ING open-sourced its dataframe babysitter
A Python library that watches your pandas or Spark data for distribution drift, then emails you when things go sideways.

What it does
popmon bins your dataframe features into time-sliced histograms, then runs statistical tests to flag drift, shifts, outliers, and even changing correlations. It spits out a self-contained HTML report — no external dashboard required — or you can pipe the histogram data into Grafana/Kibana if you’re already married to one.
The interesting bit
The library extends pandas and Spark dataframes with a .pm_stability_report() method, so monitoring is one chained call away. It also handles higher-dimensional histograms, meaning it can track how two features co-vary over time, not just individual columns.
Key highlights
- Works with both pandas and Spark (Scala 2.12/2.13 jars for histogrammar)

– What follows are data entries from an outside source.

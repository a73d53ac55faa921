//! Configuration
//!
//! Layered with figment: defaults, then a TOML file, then `DARKMAGIC_`
//! environment variables.

pub mod loader;
pub mod types;

pub use loader::ConfigLoader;
pub use types::{AppConfig, EngineConfig, LoggingConfig, OverrideConfig};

- Auto-flags trends, peaks, and anomalies via built-in business rules
- Modular pipeline for custom workflows, with debug visualizations
- Optional diptest integration for unimodality testing
- HTML reports work offline; Grafana/Kibana integrations available
Caveats
- Spark setup requires manual JAR dependency management (version-specific Scala builds)
- Time-axis binning in custom specs needs nanosecond values, which is documented but easy to trip over
Verdict
Data scientists and ML engineers running production pipelines who need drift detection without building a monitoring stack from scratch. Probably overkill if you just want a one-off distribution comparison.